ACTIVITY >>
Your answer must consist of exactly the lines below, starting with the line with "if let Some(ref" and going on through the line with "builder = match", and nothing else.

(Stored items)
____

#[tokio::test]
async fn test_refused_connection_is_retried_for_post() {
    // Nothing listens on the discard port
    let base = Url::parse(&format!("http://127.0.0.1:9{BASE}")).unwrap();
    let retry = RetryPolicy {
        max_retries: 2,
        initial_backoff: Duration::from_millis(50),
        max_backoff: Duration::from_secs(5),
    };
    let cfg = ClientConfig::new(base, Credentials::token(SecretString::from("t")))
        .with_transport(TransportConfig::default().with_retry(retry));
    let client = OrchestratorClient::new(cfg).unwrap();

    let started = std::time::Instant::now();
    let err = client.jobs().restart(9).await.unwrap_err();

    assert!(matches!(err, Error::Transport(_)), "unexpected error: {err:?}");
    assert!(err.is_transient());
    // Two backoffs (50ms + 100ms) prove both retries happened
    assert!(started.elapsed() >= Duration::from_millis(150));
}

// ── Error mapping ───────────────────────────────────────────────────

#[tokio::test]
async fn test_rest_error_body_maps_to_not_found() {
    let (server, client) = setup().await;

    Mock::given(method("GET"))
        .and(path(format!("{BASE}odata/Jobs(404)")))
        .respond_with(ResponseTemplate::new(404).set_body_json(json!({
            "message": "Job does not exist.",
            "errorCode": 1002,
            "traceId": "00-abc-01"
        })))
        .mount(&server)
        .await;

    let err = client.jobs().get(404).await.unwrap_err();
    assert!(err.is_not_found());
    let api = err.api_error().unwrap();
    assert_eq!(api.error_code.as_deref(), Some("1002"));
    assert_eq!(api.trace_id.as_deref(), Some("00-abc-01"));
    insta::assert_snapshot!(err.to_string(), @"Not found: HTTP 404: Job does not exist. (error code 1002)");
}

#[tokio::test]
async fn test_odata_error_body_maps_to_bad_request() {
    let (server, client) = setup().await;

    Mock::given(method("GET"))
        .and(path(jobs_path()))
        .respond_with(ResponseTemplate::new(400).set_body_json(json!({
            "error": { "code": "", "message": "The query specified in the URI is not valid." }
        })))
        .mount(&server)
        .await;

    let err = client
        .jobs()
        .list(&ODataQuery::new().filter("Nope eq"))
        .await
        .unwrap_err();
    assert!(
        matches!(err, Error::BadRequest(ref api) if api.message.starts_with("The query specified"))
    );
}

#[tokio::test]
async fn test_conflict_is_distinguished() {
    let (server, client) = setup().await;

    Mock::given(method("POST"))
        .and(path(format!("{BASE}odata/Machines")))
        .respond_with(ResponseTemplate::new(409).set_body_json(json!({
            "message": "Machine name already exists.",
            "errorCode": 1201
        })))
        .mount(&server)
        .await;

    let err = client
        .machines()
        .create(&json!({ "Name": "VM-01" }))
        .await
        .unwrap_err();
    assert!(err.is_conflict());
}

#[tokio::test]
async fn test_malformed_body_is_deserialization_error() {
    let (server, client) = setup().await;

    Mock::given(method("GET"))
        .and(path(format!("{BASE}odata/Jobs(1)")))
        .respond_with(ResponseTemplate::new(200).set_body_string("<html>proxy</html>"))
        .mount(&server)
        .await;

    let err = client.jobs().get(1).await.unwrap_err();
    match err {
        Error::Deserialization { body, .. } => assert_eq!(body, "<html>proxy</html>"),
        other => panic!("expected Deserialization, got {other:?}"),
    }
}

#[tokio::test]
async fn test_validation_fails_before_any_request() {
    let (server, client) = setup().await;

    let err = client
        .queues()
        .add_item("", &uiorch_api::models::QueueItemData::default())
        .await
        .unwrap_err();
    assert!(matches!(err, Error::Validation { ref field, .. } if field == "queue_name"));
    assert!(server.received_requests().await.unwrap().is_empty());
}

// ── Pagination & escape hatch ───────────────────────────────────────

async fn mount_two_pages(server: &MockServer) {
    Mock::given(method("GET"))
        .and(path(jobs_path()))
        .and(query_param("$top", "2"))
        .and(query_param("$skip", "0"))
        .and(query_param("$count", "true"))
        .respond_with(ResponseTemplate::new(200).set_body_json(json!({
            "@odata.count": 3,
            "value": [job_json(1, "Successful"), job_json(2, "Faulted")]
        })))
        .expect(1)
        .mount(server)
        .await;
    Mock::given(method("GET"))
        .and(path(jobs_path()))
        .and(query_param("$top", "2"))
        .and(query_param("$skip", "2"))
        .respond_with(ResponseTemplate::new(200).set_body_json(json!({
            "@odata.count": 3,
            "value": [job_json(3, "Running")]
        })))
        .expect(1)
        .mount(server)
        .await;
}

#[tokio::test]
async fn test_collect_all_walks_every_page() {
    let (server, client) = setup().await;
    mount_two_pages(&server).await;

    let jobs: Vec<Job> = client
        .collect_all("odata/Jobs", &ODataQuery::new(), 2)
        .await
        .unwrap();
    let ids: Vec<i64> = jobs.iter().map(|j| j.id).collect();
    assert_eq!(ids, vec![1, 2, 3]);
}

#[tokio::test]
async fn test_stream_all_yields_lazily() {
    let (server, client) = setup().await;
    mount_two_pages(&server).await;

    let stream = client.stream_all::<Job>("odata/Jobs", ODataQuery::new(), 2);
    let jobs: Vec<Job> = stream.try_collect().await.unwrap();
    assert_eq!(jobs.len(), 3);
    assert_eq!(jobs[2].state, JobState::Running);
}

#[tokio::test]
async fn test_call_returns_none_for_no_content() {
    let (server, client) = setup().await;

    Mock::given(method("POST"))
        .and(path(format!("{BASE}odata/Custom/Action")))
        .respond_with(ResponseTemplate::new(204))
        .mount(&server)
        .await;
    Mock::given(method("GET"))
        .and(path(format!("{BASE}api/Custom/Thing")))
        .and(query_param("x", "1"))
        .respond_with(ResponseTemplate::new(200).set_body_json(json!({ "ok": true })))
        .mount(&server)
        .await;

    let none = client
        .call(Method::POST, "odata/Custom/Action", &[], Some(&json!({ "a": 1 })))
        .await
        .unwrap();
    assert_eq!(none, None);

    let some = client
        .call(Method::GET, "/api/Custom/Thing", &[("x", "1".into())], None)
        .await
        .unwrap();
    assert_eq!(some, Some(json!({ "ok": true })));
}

____

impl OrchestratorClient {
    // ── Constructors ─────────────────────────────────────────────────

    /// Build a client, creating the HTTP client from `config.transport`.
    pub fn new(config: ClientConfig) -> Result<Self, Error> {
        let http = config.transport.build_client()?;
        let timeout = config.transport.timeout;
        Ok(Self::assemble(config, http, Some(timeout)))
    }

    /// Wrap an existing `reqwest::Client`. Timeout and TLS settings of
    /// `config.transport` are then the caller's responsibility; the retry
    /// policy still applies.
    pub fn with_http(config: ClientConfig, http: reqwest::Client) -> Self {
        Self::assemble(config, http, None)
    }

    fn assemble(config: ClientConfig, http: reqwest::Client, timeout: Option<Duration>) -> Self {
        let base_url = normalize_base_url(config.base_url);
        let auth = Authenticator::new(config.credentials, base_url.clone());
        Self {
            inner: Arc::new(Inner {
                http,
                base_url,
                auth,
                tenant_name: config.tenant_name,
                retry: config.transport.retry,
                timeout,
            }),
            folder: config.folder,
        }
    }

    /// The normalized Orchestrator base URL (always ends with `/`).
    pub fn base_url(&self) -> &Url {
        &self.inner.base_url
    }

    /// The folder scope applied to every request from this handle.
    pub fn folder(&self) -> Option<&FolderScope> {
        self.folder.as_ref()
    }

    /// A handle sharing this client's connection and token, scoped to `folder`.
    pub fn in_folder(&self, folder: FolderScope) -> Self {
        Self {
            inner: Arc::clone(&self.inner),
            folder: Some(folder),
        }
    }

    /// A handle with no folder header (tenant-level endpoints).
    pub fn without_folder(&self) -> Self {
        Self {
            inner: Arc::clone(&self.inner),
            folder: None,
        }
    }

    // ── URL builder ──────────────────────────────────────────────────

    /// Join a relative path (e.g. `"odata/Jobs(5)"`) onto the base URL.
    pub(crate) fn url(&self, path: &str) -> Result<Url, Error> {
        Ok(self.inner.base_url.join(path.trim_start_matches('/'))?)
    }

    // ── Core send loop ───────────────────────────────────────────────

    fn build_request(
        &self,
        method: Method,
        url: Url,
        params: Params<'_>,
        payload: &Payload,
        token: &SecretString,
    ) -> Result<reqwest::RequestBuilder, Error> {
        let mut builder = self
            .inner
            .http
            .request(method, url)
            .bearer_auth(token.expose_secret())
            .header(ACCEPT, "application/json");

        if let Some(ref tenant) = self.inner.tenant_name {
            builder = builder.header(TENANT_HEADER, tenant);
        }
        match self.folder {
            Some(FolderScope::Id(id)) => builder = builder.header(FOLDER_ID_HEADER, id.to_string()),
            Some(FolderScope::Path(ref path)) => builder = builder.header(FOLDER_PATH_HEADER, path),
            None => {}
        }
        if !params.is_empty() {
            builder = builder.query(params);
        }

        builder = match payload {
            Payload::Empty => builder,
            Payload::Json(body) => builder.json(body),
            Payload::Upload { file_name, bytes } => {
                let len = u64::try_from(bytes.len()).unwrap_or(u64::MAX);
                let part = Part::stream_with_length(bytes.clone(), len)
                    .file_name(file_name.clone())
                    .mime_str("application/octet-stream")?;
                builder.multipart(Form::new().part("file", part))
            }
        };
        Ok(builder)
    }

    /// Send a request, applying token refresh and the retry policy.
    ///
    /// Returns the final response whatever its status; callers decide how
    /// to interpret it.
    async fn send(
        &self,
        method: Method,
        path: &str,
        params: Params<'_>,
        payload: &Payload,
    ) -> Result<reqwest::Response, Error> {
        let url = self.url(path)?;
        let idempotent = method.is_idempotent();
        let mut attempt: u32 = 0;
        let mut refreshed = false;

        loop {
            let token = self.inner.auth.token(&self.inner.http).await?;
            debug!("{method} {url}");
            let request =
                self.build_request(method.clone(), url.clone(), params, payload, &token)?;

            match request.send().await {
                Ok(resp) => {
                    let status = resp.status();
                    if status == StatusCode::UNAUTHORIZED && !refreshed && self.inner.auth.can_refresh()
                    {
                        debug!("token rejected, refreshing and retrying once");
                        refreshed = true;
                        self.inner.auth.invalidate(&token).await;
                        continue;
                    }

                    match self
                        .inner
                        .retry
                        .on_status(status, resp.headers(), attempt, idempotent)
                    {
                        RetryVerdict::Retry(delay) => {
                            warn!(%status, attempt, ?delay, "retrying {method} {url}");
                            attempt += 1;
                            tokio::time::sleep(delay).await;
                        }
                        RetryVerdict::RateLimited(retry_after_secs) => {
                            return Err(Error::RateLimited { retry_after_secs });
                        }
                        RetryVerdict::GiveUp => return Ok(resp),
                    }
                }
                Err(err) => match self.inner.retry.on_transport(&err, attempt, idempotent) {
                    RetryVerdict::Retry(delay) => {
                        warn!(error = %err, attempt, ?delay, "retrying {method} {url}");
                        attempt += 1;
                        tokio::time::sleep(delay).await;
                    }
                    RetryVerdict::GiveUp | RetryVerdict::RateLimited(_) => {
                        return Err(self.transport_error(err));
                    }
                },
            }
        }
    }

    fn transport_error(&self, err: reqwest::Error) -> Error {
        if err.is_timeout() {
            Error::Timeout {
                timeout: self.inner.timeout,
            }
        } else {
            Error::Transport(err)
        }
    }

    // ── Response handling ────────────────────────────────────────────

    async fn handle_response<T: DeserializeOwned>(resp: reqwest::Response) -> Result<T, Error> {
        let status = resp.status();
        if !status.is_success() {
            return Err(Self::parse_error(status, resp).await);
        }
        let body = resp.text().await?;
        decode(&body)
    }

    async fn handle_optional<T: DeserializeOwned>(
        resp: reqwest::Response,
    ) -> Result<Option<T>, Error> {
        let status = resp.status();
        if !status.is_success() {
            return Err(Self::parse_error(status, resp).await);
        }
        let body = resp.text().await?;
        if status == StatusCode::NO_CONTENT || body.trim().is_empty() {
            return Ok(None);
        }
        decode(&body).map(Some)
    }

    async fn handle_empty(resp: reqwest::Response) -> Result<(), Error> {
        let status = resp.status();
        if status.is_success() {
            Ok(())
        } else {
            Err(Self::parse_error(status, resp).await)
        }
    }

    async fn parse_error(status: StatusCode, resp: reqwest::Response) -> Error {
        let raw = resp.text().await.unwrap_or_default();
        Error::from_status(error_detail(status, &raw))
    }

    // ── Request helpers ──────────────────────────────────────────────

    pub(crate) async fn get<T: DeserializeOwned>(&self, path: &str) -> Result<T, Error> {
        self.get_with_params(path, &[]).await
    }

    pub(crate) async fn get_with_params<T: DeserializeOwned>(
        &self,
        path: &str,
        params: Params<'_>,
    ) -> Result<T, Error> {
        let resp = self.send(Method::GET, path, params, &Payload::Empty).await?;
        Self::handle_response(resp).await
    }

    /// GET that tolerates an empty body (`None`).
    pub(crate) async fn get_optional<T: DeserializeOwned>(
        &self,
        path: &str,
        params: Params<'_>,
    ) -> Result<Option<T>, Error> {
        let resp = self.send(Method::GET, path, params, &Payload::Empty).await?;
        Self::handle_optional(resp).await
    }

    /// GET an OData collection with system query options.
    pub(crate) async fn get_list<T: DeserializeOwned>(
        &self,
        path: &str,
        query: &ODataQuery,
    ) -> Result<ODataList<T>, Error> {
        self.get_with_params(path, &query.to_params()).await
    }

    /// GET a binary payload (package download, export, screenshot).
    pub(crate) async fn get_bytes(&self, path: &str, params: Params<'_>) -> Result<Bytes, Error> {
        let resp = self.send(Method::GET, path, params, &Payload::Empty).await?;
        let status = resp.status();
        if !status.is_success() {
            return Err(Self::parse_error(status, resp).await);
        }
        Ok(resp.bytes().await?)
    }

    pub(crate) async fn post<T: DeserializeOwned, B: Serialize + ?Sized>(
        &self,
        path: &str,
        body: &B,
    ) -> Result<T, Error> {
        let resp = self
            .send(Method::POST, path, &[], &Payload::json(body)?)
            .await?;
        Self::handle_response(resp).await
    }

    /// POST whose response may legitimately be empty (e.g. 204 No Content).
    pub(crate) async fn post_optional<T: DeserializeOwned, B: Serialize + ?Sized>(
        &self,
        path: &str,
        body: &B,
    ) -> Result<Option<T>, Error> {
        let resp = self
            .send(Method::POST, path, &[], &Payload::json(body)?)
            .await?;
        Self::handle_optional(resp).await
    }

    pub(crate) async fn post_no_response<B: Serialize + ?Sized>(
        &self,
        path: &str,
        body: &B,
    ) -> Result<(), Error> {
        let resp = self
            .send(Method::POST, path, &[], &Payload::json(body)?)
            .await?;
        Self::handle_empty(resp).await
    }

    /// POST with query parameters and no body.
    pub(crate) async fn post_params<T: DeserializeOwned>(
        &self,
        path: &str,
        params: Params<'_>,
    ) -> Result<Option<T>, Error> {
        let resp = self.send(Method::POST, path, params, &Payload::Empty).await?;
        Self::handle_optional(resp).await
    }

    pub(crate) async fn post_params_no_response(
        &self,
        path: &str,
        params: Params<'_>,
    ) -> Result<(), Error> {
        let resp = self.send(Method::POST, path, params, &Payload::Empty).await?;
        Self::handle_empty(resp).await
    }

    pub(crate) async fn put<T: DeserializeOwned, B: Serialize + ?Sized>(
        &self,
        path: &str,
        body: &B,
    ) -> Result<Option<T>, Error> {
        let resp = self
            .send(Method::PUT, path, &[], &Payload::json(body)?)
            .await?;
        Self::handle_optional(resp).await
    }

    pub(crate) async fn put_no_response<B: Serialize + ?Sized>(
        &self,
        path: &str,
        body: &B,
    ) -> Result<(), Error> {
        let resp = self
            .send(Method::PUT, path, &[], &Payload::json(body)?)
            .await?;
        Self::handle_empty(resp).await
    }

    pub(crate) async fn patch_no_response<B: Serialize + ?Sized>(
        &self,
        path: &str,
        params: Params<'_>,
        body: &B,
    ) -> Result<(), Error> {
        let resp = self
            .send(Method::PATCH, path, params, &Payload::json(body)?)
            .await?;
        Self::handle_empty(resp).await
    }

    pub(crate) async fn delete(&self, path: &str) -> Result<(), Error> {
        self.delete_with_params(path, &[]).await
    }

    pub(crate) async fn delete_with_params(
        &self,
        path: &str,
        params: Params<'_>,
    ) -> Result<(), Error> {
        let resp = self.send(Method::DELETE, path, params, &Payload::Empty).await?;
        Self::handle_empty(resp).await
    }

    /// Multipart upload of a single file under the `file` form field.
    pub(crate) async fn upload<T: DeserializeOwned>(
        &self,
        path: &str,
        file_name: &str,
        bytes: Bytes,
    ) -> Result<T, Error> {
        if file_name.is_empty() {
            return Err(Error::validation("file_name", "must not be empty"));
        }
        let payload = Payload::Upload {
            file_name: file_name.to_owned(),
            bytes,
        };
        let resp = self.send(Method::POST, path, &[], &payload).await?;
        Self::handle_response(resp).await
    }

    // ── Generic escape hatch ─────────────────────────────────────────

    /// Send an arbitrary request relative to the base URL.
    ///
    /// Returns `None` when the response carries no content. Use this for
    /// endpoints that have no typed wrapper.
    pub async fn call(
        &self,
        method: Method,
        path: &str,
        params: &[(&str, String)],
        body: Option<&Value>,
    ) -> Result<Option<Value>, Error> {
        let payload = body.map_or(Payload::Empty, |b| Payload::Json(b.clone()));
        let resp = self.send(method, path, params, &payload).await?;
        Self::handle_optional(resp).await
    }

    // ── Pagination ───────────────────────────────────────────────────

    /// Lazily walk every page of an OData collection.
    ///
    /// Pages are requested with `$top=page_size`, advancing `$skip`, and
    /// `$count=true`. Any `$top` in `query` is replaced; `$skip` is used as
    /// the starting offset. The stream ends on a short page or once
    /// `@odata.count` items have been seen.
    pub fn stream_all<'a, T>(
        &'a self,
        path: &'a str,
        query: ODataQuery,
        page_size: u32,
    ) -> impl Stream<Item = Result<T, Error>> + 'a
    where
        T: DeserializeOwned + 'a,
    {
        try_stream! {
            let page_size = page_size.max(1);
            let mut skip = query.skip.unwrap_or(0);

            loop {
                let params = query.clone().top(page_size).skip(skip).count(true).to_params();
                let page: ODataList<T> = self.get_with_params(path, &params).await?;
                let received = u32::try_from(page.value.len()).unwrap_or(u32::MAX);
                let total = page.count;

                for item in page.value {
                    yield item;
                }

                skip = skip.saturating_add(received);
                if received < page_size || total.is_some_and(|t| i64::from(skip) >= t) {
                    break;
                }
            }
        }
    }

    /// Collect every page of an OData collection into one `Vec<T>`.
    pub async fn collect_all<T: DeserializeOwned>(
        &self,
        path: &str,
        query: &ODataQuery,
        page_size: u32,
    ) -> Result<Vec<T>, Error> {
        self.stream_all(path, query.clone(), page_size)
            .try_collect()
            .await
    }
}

____

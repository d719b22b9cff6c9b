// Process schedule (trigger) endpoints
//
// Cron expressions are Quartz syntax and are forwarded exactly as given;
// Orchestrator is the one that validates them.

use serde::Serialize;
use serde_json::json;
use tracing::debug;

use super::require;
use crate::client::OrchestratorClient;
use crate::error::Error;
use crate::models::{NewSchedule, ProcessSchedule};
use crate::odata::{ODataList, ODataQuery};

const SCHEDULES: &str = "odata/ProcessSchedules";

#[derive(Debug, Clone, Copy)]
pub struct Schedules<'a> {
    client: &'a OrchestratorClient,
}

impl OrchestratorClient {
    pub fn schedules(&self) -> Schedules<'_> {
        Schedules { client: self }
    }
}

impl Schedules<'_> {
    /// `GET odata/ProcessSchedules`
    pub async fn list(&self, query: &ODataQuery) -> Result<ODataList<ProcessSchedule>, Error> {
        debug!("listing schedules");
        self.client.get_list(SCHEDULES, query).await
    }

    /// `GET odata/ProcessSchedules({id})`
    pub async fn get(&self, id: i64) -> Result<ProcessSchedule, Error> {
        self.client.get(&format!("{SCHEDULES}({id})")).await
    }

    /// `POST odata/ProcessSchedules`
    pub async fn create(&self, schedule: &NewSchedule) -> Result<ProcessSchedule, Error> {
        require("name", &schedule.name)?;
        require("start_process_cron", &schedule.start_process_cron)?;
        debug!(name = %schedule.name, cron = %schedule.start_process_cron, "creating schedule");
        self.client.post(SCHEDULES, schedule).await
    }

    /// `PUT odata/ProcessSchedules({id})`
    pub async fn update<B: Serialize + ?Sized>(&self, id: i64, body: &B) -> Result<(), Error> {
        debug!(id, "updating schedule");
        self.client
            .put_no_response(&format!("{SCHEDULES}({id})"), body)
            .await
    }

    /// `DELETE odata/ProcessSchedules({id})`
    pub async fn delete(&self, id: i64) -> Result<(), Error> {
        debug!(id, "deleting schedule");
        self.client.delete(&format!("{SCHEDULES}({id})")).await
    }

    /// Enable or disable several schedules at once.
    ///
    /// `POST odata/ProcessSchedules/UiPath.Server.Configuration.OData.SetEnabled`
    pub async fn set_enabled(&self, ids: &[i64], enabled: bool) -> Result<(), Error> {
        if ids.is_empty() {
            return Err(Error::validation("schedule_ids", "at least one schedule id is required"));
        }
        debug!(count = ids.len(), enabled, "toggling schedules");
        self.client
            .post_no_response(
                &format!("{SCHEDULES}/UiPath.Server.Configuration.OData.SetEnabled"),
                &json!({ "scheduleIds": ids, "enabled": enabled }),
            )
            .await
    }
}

____

OUTPUT >>
        if let Some(ref tenant) = self.inner.tenant_name {
            builder = builder.header(TENANT_HEADER, tenant);
        }
        match self.folder {
            Some(FolderScope::Id(id)) => builder = builder.header(FOLDER_ID_HEADER, id.to_string()),
            Some(FolderScope::Path(ref path)) => builder = builder.header(FOLDER_PATH_HEADER, path),
            None => {}
        }
        if !params.is_empty() {
            builder = builder.query(params);
        }

        builder = match payload {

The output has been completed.